Pinki Kaushik Singh (born 14 August 1980) is a female international lawn bowler from India.

Bowls career

Commonwealth Games
Pinki has represented India at four Commonwealth Games; in the triples at the 2010 Commonwealth Games, in the pairs and fours at the 2014 Commonwealth Games, in the singles and triples at the 2018 Commonwealth Games and in the triples and fours at the 2022 Commonwealth Games.

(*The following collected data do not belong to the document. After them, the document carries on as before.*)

//! SyncUsersHandler - imports members from the corporate directory.
//!
//! Directory members arrive as raw records; each becomes an inactive-
//! credential WAREHOUSE_MANAGER user unless their email already exists.

use std::sync::Arc;

use uuid::Uuid;

use crate::domain::foundation::{DomainError, Timestamp, UserId, UserRole};
use crate::domain::user::User;
use crate::ports::{DirectoryMember, UserDirectory, UserRepository};

/// Command to sync directory members.
#[derive(Debug, Clone)]
pub struct SyncUsersCommand {
    pub limit: u32,
}

/// Handler for the directory sync. Returns the number of users created.
pub struct SyncUsersHandler {
    users: Arc<dyn UserRepository>,
    directory: Arc<dyn UserDirectory>,
}

impl SyncUsersHandler {
    pub fn new(users: Arc<dyn UserRepository>, directory: Arc<dyn UserDirectory>) -> Self {
        Self { users, directory }
    }

    pub async fn handle(&self, cmd: SyncUsersCommand) -> Result<u32, DomainError> {
        let members = self.directory.fetch_members(cmd.limit).await?;
        let now = Timestamp::now();
        let mut created = 0;

        for member in members {
            let Some(user) = member_to_user(&member, now) else {
                continue;
            };
            if self.users.get_by_email(user.email()).await?.is_some() {
                continue;
            }
            self.users.create(&user).await?;
            created += 1;
        }

        tracing::info!(created, "corporate directory sync finished");
        Ok(created)
    }
}

/// Maps one directory record to a user. Returns `None` when the record
/// has no usable email.
fn member_to_user(member: &DirectoryMember, now: Timestamp) -> Option<User> {
    let email = member.email.trim().to_lowercase();
    if email.is_empty() {
        return None;
    }
    let name = format!("{} {}", member.first_name, member.last_name)
        .trim()
        .to_string();
    let name = if name.is_empty() {
        "Unknown".to_string()
    } else {
        name
    };
    let id = member.id.map(UserId::from_uuid).unwrap_or_default();
    User::new(
        id,
        &synthetic_identification(),
        &name,
        &email,
        UserRole::WarehouseManager,
        None,
        vec![],
        now,
    )
    .ok()
}

/// Directory members carry no employee number; synthesize an 8-digit one.
fn synthetic_identification() -> String {
    format!("{:08}", Uuid::new_v4().as_u128() % 100_000_000)
}
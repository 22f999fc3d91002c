//! CreateUnitHandler - registers a new measurement unit.

use std::sync::Arc;

use crate::domain::foundation::{DomainError, Timestamp, UnitId};
use crate::domain::unit::MeasurementUnit;
use crate::ports::UnitRepository;

/// Command to create a measurement unit.
#[derive(Debug, Clone)]
pub struct CreateUnitCommand {
    pub name: String,
    pub abbreviation: String,
}

/// Handler for unit creation. Name and abbreviation uniqueness is
/// pre-checked here; the storage constraints back it up.
pub struct CreateUnitHandler {
    units: Arc<dyn UnitRepository>,
}

impl CreateUnitHandler {
    pub fn new(units: Arc<dyn UnitRepository>) -> Self {
        Self { units }
    }

    pub async fn handle(&self, cmd: CreateUnitCommand) -> Result<MeasurementUnit, DomainError> {
        let unit = MeasurementUnit::new(
            UnitId::new(),
            &cmd.name,
            &cmd.abbreviation,
            Timestamp::now(),
        )?;

        if self.units.get_by_name(unit.name()).await?.is_some() {
            return Err(DomainError::rule_violated(
                "A measurement unit with this name already exists",
            ));
        }
        if self
            .units
            .get_by_abbreviation(unit.abbreviation())
            .await?
            .is_some()
        {
            return Err(DomainError::rule_violated(
                "A measurement unit with this abbreviation already exists",
            ));
        }

        self.units.save(&unit).await?;
        Ok(unit)
    }
}

#[cfg(test)]
mod tests {
    use super::*;
    use crate::application::handlers::units::support::{test_unit, MemUnits};
    use crate::domain::foundation::ErrorCode;

    fn command(name: &str, abbreviation: &str) -> CreateUnitCommand {
        CreateUnitCommand {
            name: name.to_string(),
            abbreviation: abbreviation.to_string(),
        }
    }

    #[tokio::test]
    async fn creates_unit_with_uppercased_abbreviation() {
        let repo = Arc::new(MemUnits::new());
        let handler = CreateUnitHandler::new(repo.clone());

        let unit = handler.handle(command("Box", "bx")).await.unwrap();

        assert_eq!(unit.abbreviation(), "BX");
        assert!(unit.is_active());
        assert_eq!(repo.saved().len(), 1);
    }

    #[tokio::test]
    async fn duplicate_name_is_rejected() {
        let repo = Arc::new(MemUnits::with_units(vec![test_unit("Box", "BX")]));
        let handler = CreateUnitHandler::new(repo);

        let err = handler.handle(command("Box", "CJ")).await.unwrap_err();
        assert!(err.is_rule_violation());
    }

    #[tokio::test]
    async fn duplicate_abbreviation_is_rejected() {
        let repo = Arc::new(MemUnits::with_units(vec![test_unit("Box", "BX")]));
        let handler = CreateUnitHandler::new(repo);

        let err = handler.handle(command("Crate", "bx")).await.unwrap_err();
        assert!(err.is_rule_violation());
    }

    #[tokio::test]
    async fn empty_name_fails_validation() {
        let handler = CreateUnitHandler::new(Arc::new(MemUnits::new()));

        let err = handler.handle(command("  ", "BX")).await.unwrap_err();
        assert_eq!(err.code, ErrorCode::ValidationFailed);
    }
}
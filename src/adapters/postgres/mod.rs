//! PostgreSQL adapters implementing the repository ports.
//!
//! Each adapter wraps a `PgPool` and maps rows to domain snapshots via
//! `reconstitute`. Unique-constraint violations are translated into rule
//! violations here: per the concurrency model, the database constraint is
//! the final guard behind every application-level pre-check, so its
//! rejection must surface as the same domain error kind.

mod count_repository;
mod feature_flag_repository;
mod product_repository;
mod session_repository;
mod unit_repository;
mod user_repository;
mod warehouse_repository;

pub use count_repository::PostgresCountRepository;
pub use feature_flag_repository::PostgresFeatureFlagRepository;
pub use product_repository::PostgresProductRepository;
pub use session_repository::PostgresSessionRepository;
pub use unit_repository::PostgresUnitRepository;
pub use user_repository::PostgresUserRepository;
pub use warehouse_repository::PostgresWarehouseRepository;

use sqlx::postgres::PgRow;
use sqlx::Row;

use crate::domain::foundation::DomainError;

/// Postgres error code for unique-constraint violations.
const UNIQUE_VIOLATION: &str = "23505";

/// Translates an insert/update failure: a unique-constraint conflict
/// becomes a rule violation with `conflict_message`, anything else a
/// database error.
pub(crate) fn translate_conflict(
    e: sqlx::Error,
    conflict_message: &str,
    context: &str,
) -> DomainError {
    if let sqlx::Error::Database(db) = &e {
        if db.code().as_deref() == Some(UNIQUE_VIOLATION) {
            return DomainError::rule_violated(conflict_message);
        }
    }
    DomainError::database(format!("{}: {}", context, e))
}

/// Wraps a plain query failure into a database error.
pub(crate) fn db_error(context: &str) -> impl FnOnce(sqlx::Error) -> DomainError + '_ {
    move |e| DomainError::database(format!("{}: {}", context, e))
}

/// Reads one column from a row, wrapping decode failures.
pub(crate) fn column<'r, T>(row: &'r PgRow, name: &str) -> Result<T, DomainError>
where
    T: sqlx::Decode<'r, sqlx::Postgres> + sqlx::Type<sqlx::Postgres>,
{
    row.try_get(name)
        .map_err(|e| DomainError::database(format!("Failed to read column '{}': {}", name, e)))
}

In the 2022 competition, she was part of the Women's fours Indian team, along with (Lovely Choubey, Nayanmoni Saikia and Rupa Rani Tirkey) which won Gold beating South Africa in the final, 17-10.

Asia Pacific Championships 
Pinki has won a bronze medal at the 2009 Asia Pacific Bowls Championships.

Asian Championships 
In the Asian Lawn Bowls Championship, Pinki has won bronze medal in women's triples in 2014, silver in women's triples and bronze in women's fours in 2016, and gold in women's triples in 2017.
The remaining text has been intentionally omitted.